#### [Work order]
How many lines of the entries below contain the string "OperationAborted"? State the number alone.

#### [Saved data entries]
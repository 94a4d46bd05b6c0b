//! Error types reported by tag transports and readers

use std::fmt;

use thiserror::Error;

/// Transport error type
#[derive(Debug, Clone, PartialEq, Eq, Error)]
pub enum TransportError {
    /// Raw I/O failure; the cause has to be resolved from the diagnostic registers
    #[error("Input/output error")]
    Io,

    /// Connection error
    #[error("Failed to connect to tag")]
    Connection,

    /// Tag is no longer in the field
    #[error("Tag removed from the field")]
    TagRemoved,

    /// Driver error (with code)
    #[error("Driver error code: {0}")]
    Driver(i32),

    /// Timeout error
    #[error("Operation timed out")]
    Timeout,

    /// Other error with message
    #[error("{0}")]
    Other(String),
}

impl TransportError {
    /// Create a new driver error
    pub const fn driver(code: i32) -> Self {
        Self::Driver(code)
    }

    /// Create a general other error
    pub fn other<S: Into<String>>(message: S) -> Self {
        Self::Other(message.into())
    }

    /// Check if this error is a raw I/O failure that does not name its cause
    pub const fn is_ambiguous(&self) -> bool {
        matches!(self, Self::Io)
    }
}

/// Error reported by the reader chip (PCD)
///
/// Codes follow the libnfc numbering so that reader drivers can hand them
/// through unchanged.
#[derive(Debug, Clone, Copy, PartialEq, Eq, Hash)]
pub enum PcdError {
    /// Input / output error, device may not be usable anymore
    Io,
    /// Invalid argument(s)
    InvalidArgument,
    /// Operation not supported by device
    DeviceNotSupported,
    /// No such device
    NoSuchDevice,
    /// Buffer overflow
    BufferOverflow,
    /// Operation timed out
    Timeout,
    /// Operation aborted (by user)
    OperationAborted,
    /// Not (yet) implemented
    NotImplemented,
    /// Target released
    TargetReleased,
    /// Error during RF transmission
    RfTransmission,
    /// MIFARE Classic authentication failed
    MifareAuthFailed,
    /// Software error (allocation, file/pipe creation, etc.)
    Soft,
    /// Device's internal chip error
    Chip,
    /// Code not known to this crate
    Other(i32),
}

impl PcdError {
    /// Get the error from its libnfc code
    pub const fn from_code(code: i32) -> Self {
        match code {
            -1 => Self::Io,
            -2 => Self::InvalidArgument,
            -3 => Self::DeviceNotSupported,
            -4 => Self::NoSuchDevice,
            -5 => Self::BufferOverflow,
            -6 => Self::Timeout,
            -7 => Self::OperationAborted,
            -8 => Self::NotImplemented,
            -10 => Self::TargetReleased,
            -20 => Self::RfTransmission,
            -30 => Self::MifareAuthFailed,
            -80 => Self::Soft,
            -90 => Self::Chip,
            other => Self::Other(other),
        }
    }

    /// Get the libnfc code of this error
    pub const fn code(&self) -> i32 {
        match self {
            Self::Io => -1,
            Self::InvalidArgument => -2,
            Self::DeviceNotSupported => -3,
            Self::NoSuchDevice => -4,
            Self::BufferOverflow => -5,
            Self::Timeout => -6,
            Self::OperationAborted => -7,
            Self::NotImplemented => -8,
            Self::TargetReleased => -10,
            Self::RfTransmission => -20,
            Self::MifareAuthFailed => -30,
            Self::Soft => -80,
            Self::Chip => -90,
            Self::Other(code) => *code,
        }
    }

    /// Get a description of this error
    pub const fn description(&self) -> &'static str {
        match self {
            Self::Io => "Input / output error",
            Self::InvalidArgument => "Invalid argument(s)",
            Self::DeviceNotSupported => "Not supported by device",
            Self::NoSuchDevice => "No such device",
            Self::BufferOverflow => "Buffer overflow",
            Self::Timeout => "Timeout",
            Self::OperationAborted => "Operation aborted",
            Self::NotImplemented => "Not (yet) implemented",
            Self::TargetReleased => "Target released",
            Self::RfTransmission => "RF transmission error",
            Self::MifareAuthFailed => "MIFARE authentication failed",
            Self::Soft => "Software error",
            Self::Chip => "Device's internal chip error",
            Self::Other(_) => "Unknown PCD error",
        }
    }
}

impl fmt::Display for PcdError {
    fn fmt(&self, f: &mut fmt::Formatter<'_>) -> fmt::Result {
        write!(f, "{} ({})", self.description(), self.code())
    }
}
//! Transport traits for communication with DESFire tags
//!
//! A transport owns the link to exactly one physical tag. It moves raw
//! command and response bytes and exposes the diagnostic registers of the
//! link, the reader (PCD) and the card (PICC). It has no knowledge of
//! authentication state or secure messaging.

pub mod error;

#[cfg(test)]
pub(crate) mod mock;
#[cfg(test)]
pub(crate) mod simulated;

use std::fmt;

use bytes::Bytes;
use tracing::{debug, trace};

pub use error::{PcdError, TransportError};

use crate::status::PiccStatus;

/// Trait for tag transports
///
/// Implementations report failures they cannot attribute as
/// [`TransportError::Io`] and keep the diagnostic registers of the last
/// command so that the session can work out what went wrong.
pub trait TagTransport: Send + fmt::Debug {
    /// Establish the link to the tag
    fn connect(&mut self) -> Result<(), TransportError>;

    /// Tear down the link to the tag
    fn disconnect(&mut self) -> Result<(), TransportError>;

    /// Send raw command bytes to the tag and return the response bytes
    fn transmit_raw(&mut self, command: &[u8]) -> Result<Bytes, TransportError> {
        trace!(command = %hex::encode(command), "Transmitting raw command");
        let result = self.do_transmit_raw(command);
        match &result {
            Ok(response) => {
                trace!(response = %hex::encode(response), "Received raw response");
            }
            Err(e) => {
                debug!(error = ?e, "Transport error during transmission");
            }
        }
        result
    }

    /// Internal implementation of transmit_raw
    ///
    /// This is the method that concrete implementations should override.
    fn do_transmit_raw(&mut self, command: &[u8]) -> Result<Bytes, TransportError>;

    /// Last error of the physical link, if any
    fn last_error(&self) -> Option<TransportError>;

    /// Last error reported by the reader chip, if any
    fn last_pcd_error(&self) -> Option<PcdError>;

    /// Last error status reported by the card, if any
    fn last_picc_error(&self) -> Option<PiccStatus>;
}

impl<T: TagTransport + ?Sized> TagTransport for Box<T> {
    fn connect(&mut self) -> Result<(), TransportError> {
        (**self).connect()
    }

    fn disconnect(&mut self) -> Result<(), TransportError> {
        (**self).disconnect()
    }

    fn transmit_raw(&mut self, command: &[u8]) -> Result<Bytes, TransportError> {
        (**self).transmit_raw(command)
    }

    fn do_transmit_raw(&mut self, command: &[u8]) -> Result<Bytes, TransportError> {
        (**self).do_transmit_raw(command)
    }

    fn last_error(&self) -> Option<TransportError> {
        (**self).last_error()
    }

    fn last_pcd_error(&self) -> Option<PcdError> {
        (**self).last_pcd_error()
    }

    fn last_picc_error(&self) -> Option<PiccStatus> {
        (**self).last_picc_error()
    }
}
//! Authenticated channel to a DESFire card
//!
//! This module runs the three-pass mutual authentication and keeps the
//! state it produces: the session cipher, the chaining vector and the
//! secure messaging flavour (legacy DES or EV1) used for later commands.

use bytes::Bytes;
use tracing::{debug, trace, warn};
use zeroize::Zeroizing;

use crate::{
    Error, Result,
    command::{NativeCommand, NativeResponse, transceive},
    constants::{MAC_LENGTH, ins},
    crypto::{
        BlockCipher, crc16, crc32, derive_session_key, pad_zeros, random_challenge, rotate_left,
    },
    key::{Key, KeyAlgorithm},
    transport::TagTransport,
};

/// Secure messaging flavour negotiated by the authentication command
#[derive(Debug, Clone, Copy, PartialEq, Eq)]
pub(crate) enum Scheme {
    /// Legacy DES: CRC16, send-mode encipherment, no MACs on plain commands
    Legacy,
    /// EV1 (3K3DES and AES): CRC32, CBC encipherment, CMAC on every exchange
    Ev1,
}

impl Scheme {
    const fn for_algorithm(algorithm: KeyAlgorithm) -> Self {
        match algorithm {
            KeyAlgorithm::Des => Self::Legacy,
            KeyAlgorithm::ThreeK3Des | KeyAlgorithm::Aes => Self::Ev1,
        }
    }
}

/// Secure channel established by a successful authentication
#[derive(Debug)]
pub(crate) struct SecureChannel {
    /// Key number the session was authenticated with
    key_no: u8,
    /// Secure messaging flavour
    scheme: Scheme,
    /// Cipher keyed with the session key
    cipher: BlockCipher,
    /// Chaining vector shared with the card
    iv: Vec<u8>,
}

impl SecureChannel {
    /// Authenticate with `key` in slot `key_no` and open a channel
    pub(crate) fn establish(
        transport: &mut dyn TagTransport,
        key_no: u8,
        key: &Key,
    ) -> Result<Self> {
        let algorithm = key.algorithm();
        let scheme = Scheme::for_algorithm(algorithm);
        let cipher = key.cipher()?;
        let challenge_length = algorithm.challenge_length();
        let mut iv = vec![0u8; cipher.block_size()];

        debug!(key_no, %algorithm, "Starting mutual authentication");

        // Card challenge
        let command = NativeCommand::with_data(algorithm.auth_instruction(), vec![key_no]);
        let response = transceive(transport, &command)?;
        if !response.status().is_additional_frame() {
            return Err(Error::InvalidResponse("Card did not send a challenge"));
        }
        if response.data().len() != challenge_length {
            return Err(Error::InvalidResponse("Unexpected challenge length"));
        }

        let mut rnd_b = Zeroizing::new(response.data().to_vec());
        cipher.cbc_decrypt(&mut iv, &mut rnd_b);

        // Host response: RndA || RndB rotated left by one byte
        let rnd_a = random_challenge(challenge_length);
        let mut token = Zeroizing::new(Vec::with_capacity(2 * challenge_length));
        token.extend_from_slice(&rnd_a);
        token.extend_from_slice(&rotate_left(&rnd_b));
        match scheme {
            Scheme::Legacy => cipher.legacy_send(&mut token),
            Scheme::Ev1 => cipher.cbc_encrypt(&mut iv, &mut token),
        }

        let command = NativeCommand::with_data(ins::ADDITIONAL_FRAME, token.to_vec());
        let response = transceive(transport, &command)?;
        if !response.status().is_success() {
            return Err(Error::InvalidResponse("Card expected further frames"));
        }
        if response.data().len() != challenge_length {
            return Err(Error::InvalidResponse("Unexpected cryptogram length"));
        }

        // Card proof: RndA rotated left by one byte
        let mut proof = Zeroizing::new(response.data().to_vec());
        match scheme {
            Scheme::Legacy => cipher.cbc_decrypt(&mut vec![0u8; cipher.block_size()], &mut proof),
            Scheme::Ev1 => cipher.cbc_decrypt(&mut iv, &mut proof),
        }
        if *proof != *rotate_left(&rnd_a) {
            warn!(key_no, "Card cryptogram did not match the host challenge");
            return Err(Error::Crypto("Card cryptogram mismatch"));
        }

        let session_key = derive_session_key(algorithm, &rnd_a, &rnd_b);
        let cipher = BlockCipher::new(algorithm, &session_key)?;
        let iv = vec![0u8; cipher.block_size()];

        debug!(key_no, ?scheme, "Mutual authentication completed");

        Ok(Self {
            key_no,
            scheme,
            cipher,
            iv,
        })
    }

    /// Key number the channel was authenticated with
    pub(crate) const fn key_no(&self) -> u8 {
        self.key_no
    }

    /// Secure messaging flavour of this channel
    #[cfg(test)]
    pub(crate) const fn scheme(&self) -> Scheme {
        self.scheme
    }

    /// Account for a command sent in plain
    ///
    /// EV1 channels chain the CMAC of every plain command into the IV.
    pub(crate) fn command_sent(&mut self, command: &NativeCommand) {
        if self.scheme == Scheme::Ev1 {
            self.cipher.cmac(&mut self.iv, &command.native_bytes());
            trace!(iv = %hex::encode(&self.iv), "Chained command MAC");
        }
    }

    /// Check the response to a command and strip its MAC
    ///
    /// EV1 responses end with the first eight bytes of the CMAC over the
    /// response data and the status byte. The IV always advances, but the
    /// comparison only happens when `verify_mac` is set.
    pub(crate) fn verify_response(
        &mut self,
        response: NativeResponse,
        verify_mac: bool,
    ) -> Result<Bytes> {
        let status = response.status();
        let data = response.into_data();

        if self.scheme == Scheme::Legacy {
            return Ok(data);
        }

        if data.len() < MAC_LENGTH {
            return Err(Error::InvalidResponse("Response MAC missing"));
        }
        let split = data.len() - MAC_LENGTH;

        let mut mac_input = data[..split].to_vec();
        mac_input.push(status.code());
        self.cipher.cmac(&mut self.iv, &mac_input);

        if verify_mac && self.iv[..MAC_LENGTH] != data[split..] {
            warn!(
                expected = %hex::encode(&self.iv[..MAC_LENGTH]),
                received = %hex::encode(&data[split..]),
                "Response MAC mismatch"
            );
            return Err(Error::Crypto("Response MAC mismatch"));
        }

        Ok(data.slice(..split))
    }

    /// Checksum over `data` for an enciphered cryptogram
    ///
    /// Legacy channels use CRC16 over the data alone, EV1 channels use
    /// CRC32 over the command header followed by the data.
    pub(crate) fn checksum(&self, header: &[u8], data: &[u8]) -> Vec<u8> {
        match self.scheme {
            Scheme::Legacy => crc16(data).to_vec(),
            Scheme::Ev1 => {
                let mut input = header.to_vec();
                input.extend_from_slice(data);
                crc32(&input).to_vec()
            }
        }
    }

    /// Pad and encipher a cryptogram
    pub(crate) fn seal(&mut self, plaintext: &[u8]) -> Vec<u8> {
        let mut data = plaintext.to_vec();
        pad_zeros(&mut data, self.cipher.block_size());

        match self.scheme {
            Scheme::Legacy => self.cipher.legacy_send(&mut data),
            Scheme::Ev1 => self.cipher.cbc_encrypt(&mut self.iv, &mut data),
        }
        data
    }
}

#### [Result of the exercise]
4